* Directions for this task *
Scan the entries for lines with the word "options" and copy those lines.

* Input *

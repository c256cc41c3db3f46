//! Alphapolis manga pages list their images in inline script, so frames are
//! fetched directly instead of screenshotted.

use async_trait::async_trait;
use image::DynamicImage;
use regex::Regex;
use tracing::debug;

use super::{Runner, SiteKind};
use crate::driver::BrowserDriver;
use crate::errors::CaptureError;
use crate::matcher::PageMatcher;
use crate::navigator::ViewerNavigator;
use crate::trimmer::ImageTrimmer;
use crate::types::{BindingSide, PageCount, SessionOutcome};

const DOMAIN: &str = r"www\.alphapolis\.co\.jp";
const PATTERNS: [&str; 3] = [
    r"manga/official/\d+",
    r"manga/viewManga/(\?.*no=)?\d+",
    r"manga/official/\d+/\d+",
];

lazy_static::lazy_static! {
    pub static ref MATCHER: PageMatcher =
        PageMatcher::new(DOMAIN, &PATTERNS).expect("alphapolis URL patterns");
    static ref BASE_PATTERN: Regex =
        Regex::new(r#"var\s+_base\s*=\s*"([^"]+)";"#).expect("base URL pattern");
    static ref PAGE_PATTERN: Regex =
        Regex::new(r#"_pages\.push\("(\d+\.jpg)"\);"#).expect("page pattern");
}

pub(super) async fn run(
    runner: &Runner<'_>,
    url: &str,
    options: &[String],
) -> Result<SessionOutcome, CaptureError> {
    let Some(output) = runner.ask_output_path()? else {
        return Ok(SessionOutcome::Aborted("input closed".to_string()));
    };
    let target = runner.target(SiteKind::Alphapolis, url, options, output);
    let mut gallery = Gallery::new(runner.driver, url);
    runner
        .capture(SiteKind::Alphapolis, &target, &mut gallery)
        .await
}

/// Image URLs announced by a manga page
pub fn image_urls(html: &str) -> Result<Vec<String>, CaptureError> {
    let base = BASE_PATTERN
        .captures(html)
        .and_then(|c| c.get(1))
        .map(|m| m.as_str())
        .ok_or_else(|| CaptureError::PageDiscoveryFailed("image base URL not found".to_string()))?;
    let pages: Vec<String> = PAGE_PATTERN
        .captures_iter(html)
        .filter_map(|c| c.get(1))
        .map(|m| format!("{}{}", base, m.as_str()))
        .collect();
    if pages.is_empty() {
        return Err(CaptureError::PageDiscoveryFailed(
            "page list not found".to_string(),
        ));
    }
    Ok(pages)
}

pub struct Gallery<'a> {
    driver: &'a dyn BrowserDriver,
    page_url: String,
    images: Vec<String>,
}

impl<'a> Gallery<'a> {
    pub fn new(driver: &'a dyn BrowserDriver, page_url: &str) -> Self {
        Self {
            driver,
            page_url: page_url.to_string(),
            images: Vec::new(),
        }
    }
}

#[async_trait]
impl ViewerNavigator for Gallery<'_> {
    async fn prepare(&mut self) -> Result<(), CaptureError> {
        Ok(())
    }

    /// Pages are fetched by URL, so there is no reading direction to settle
    async fn resolve_binding_side(&mut self) -> Result<BindingSide, CaptureError> {
        Ok(BindingSide::Unknown)
    }

    async fn rewind(&mut self) -> Result<(), CaptureError> {
        Ok(())
    }

    async fn discover_page_count(&mut self) -> Result<Option<PageCount>, CaptureError> {
        let response = match self.driver.fetch(&self.page_url).await {
            Ok(response) => response,
            Err(e) => {
                println!("Failed to fetch the manga page ({})", e);
                return Ok(None);
            }
        };
        if !response.is_ok() {
            println!("Failed to fetch the manga page (HTTP {})", response.status);
            return Ok(None);
        }
        let html = String::from_utf8_lossy(&response.body);
        match image_urls(&html) {
            Ok(images) => {
                debug!("Found {} images", images.len());
                self.images = images;
                Ok(PageCount::single(self.images.len()))
            }
            Err(e) => {
                println!("{}", e);
                Ok(None)
            }
        }
    }

    async fn is_terminal(&mut self) -> Result<bool, CaptureError> {
        Ok(false)
    }

    async fn capture(&mut self, index: usize) -> Result<DynamicImage, CaptureError> {
        let url = self.images.get(index).cloned().unwrap_or_default();
        let failed = |reason: String| CaptureError::FrameFetchFailed {
            index,
            url: url.clone(),
            reason,
        };

        let response = self
            .driver
            .fetch(&url)
            .await
            .map_err(|e| failed(e.to_string()))?;
        if !response.is_ok() {
            return Err(failed(format!("HTTP {}", response.status)));
        }
        image::load_from_memory(&response.body).map_err(|e| failed(e.to_string()))
    }

    async fn advance(&mut self) -> Result<(), CaptureError> {
        Ok(())
    }

    fn trimmer(&self) -> Option<ImageTrimmer> {
        None
    }
}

* Response to this task *
    options: &[String],
    let target = runner.target(SiteKind::Alphapolis, url, options, output);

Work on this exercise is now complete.